===== MATERIAL FOR THE TASK

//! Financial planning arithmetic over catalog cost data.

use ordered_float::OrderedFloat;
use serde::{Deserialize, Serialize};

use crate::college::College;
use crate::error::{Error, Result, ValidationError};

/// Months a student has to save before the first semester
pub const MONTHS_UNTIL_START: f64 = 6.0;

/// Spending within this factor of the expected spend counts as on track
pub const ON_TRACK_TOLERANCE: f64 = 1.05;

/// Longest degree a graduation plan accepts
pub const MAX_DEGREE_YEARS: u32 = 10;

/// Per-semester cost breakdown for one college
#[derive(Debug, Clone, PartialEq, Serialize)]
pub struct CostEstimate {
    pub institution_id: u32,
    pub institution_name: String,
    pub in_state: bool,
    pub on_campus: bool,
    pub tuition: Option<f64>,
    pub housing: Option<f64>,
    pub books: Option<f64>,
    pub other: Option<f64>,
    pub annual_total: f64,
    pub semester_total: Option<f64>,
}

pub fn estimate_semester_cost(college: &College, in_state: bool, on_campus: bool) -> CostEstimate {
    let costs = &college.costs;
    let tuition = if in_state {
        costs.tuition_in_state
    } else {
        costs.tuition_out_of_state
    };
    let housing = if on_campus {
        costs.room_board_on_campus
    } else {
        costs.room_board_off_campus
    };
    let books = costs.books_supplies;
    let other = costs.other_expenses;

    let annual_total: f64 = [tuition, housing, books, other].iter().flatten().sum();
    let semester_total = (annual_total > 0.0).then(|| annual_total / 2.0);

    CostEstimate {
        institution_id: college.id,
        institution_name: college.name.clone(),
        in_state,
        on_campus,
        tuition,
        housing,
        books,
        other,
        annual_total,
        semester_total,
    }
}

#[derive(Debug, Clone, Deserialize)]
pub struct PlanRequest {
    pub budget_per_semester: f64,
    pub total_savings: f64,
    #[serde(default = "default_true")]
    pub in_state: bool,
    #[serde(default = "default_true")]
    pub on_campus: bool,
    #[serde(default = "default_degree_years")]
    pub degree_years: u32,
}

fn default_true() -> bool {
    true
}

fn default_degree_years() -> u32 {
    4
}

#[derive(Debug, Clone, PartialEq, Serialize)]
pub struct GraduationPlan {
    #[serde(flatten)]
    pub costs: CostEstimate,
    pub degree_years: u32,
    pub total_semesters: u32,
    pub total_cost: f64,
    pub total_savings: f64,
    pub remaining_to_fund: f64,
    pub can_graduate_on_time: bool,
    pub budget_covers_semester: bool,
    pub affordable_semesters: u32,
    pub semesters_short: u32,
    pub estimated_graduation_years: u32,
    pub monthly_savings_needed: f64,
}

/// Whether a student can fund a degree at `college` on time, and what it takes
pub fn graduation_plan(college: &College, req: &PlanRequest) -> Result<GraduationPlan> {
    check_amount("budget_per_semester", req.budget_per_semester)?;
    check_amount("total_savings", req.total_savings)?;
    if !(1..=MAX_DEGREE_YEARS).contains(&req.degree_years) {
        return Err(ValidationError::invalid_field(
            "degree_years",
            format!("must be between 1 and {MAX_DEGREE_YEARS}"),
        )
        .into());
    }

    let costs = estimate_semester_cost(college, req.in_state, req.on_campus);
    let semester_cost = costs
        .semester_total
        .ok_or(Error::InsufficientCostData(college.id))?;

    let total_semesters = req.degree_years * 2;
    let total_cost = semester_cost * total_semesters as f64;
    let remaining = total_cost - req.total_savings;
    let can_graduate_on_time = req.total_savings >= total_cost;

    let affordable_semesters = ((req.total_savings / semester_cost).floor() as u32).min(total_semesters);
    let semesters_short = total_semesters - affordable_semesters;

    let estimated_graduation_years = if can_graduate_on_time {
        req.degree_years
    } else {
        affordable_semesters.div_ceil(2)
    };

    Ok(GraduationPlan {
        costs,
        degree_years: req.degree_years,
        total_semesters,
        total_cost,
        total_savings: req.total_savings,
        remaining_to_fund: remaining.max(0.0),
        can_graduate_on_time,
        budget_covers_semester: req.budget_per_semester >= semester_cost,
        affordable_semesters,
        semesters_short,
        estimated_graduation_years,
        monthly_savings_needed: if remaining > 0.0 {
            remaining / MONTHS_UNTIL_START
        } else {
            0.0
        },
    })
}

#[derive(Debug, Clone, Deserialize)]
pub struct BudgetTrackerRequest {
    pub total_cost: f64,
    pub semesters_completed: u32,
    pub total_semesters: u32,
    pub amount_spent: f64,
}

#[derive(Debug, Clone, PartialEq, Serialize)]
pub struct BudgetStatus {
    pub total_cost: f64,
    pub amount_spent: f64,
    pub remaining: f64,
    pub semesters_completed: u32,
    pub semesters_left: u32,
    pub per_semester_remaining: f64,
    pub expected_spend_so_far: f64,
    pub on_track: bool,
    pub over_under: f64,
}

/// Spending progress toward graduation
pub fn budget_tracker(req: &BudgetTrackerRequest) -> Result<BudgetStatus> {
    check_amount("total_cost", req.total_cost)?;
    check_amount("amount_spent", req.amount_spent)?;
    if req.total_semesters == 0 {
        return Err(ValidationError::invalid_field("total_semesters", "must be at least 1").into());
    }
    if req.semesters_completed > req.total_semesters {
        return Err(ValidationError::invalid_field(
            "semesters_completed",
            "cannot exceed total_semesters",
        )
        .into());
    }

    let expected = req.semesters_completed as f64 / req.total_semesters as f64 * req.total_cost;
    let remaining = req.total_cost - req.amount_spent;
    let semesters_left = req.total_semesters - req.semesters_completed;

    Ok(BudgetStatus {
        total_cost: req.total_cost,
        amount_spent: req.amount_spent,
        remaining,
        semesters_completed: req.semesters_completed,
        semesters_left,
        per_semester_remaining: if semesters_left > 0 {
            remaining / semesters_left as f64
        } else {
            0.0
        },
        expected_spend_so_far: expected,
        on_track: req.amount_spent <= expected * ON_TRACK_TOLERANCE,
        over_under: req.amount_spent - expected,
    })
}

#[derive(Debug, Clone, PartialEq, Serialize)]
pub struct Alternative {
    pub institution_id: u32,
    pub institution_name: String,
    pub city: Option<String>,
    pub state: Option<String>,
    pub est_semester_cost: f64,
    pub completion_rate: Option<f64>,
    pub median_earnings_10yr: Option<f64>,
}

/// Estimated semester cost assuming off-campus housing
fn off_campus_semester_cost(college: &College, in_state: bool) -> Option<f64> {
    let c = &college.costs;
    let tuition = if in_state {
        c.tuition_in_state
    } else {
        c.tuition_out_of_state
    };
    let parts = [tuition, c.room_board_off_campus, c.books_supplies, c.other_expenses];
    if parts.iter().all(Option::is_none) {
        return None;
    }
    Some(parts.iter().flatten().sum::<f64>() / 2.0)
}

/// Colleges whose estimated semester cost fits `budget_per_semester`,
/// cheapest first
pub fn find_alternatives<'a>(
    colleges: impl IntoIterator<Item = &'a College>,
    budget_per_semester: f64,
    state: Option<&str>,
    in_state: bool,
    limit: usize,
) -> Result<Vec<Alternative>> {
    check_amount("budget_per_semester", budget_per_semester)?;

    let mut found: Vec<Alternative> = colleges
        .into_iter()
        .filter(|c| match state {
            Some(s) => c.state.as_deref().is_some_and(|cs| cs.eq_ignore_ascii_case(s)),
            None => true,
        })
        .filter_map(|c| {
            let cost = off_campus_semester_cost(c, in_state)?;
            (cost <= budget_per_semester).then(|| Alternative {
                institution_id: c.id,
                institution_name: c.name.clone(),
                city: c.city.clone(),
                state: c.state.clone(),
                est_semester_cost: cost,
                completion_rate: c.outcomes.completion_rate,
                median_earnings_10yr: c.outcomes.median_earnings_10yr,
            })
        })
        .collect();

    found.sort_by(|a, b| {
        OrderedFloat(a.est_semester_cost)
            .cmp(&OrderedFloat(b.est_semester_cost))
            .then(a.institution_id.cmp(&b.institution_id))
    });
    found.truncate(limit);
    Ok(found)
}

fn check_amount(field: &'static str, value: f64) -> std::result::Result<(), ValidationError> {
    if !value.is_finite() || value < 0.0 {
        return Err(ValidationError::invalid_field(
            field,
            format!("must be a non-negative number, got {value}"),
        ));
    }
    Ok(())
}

==========

Go line by line through the data above and report each one that holds the string "serde".

use serde::{Deserialize, Serialize};
    #[serde(default = "default_true")]
    #[serde(default = "default_true")]
    #[serde(default = "default_degree_years")]
    #[serde(flatten)]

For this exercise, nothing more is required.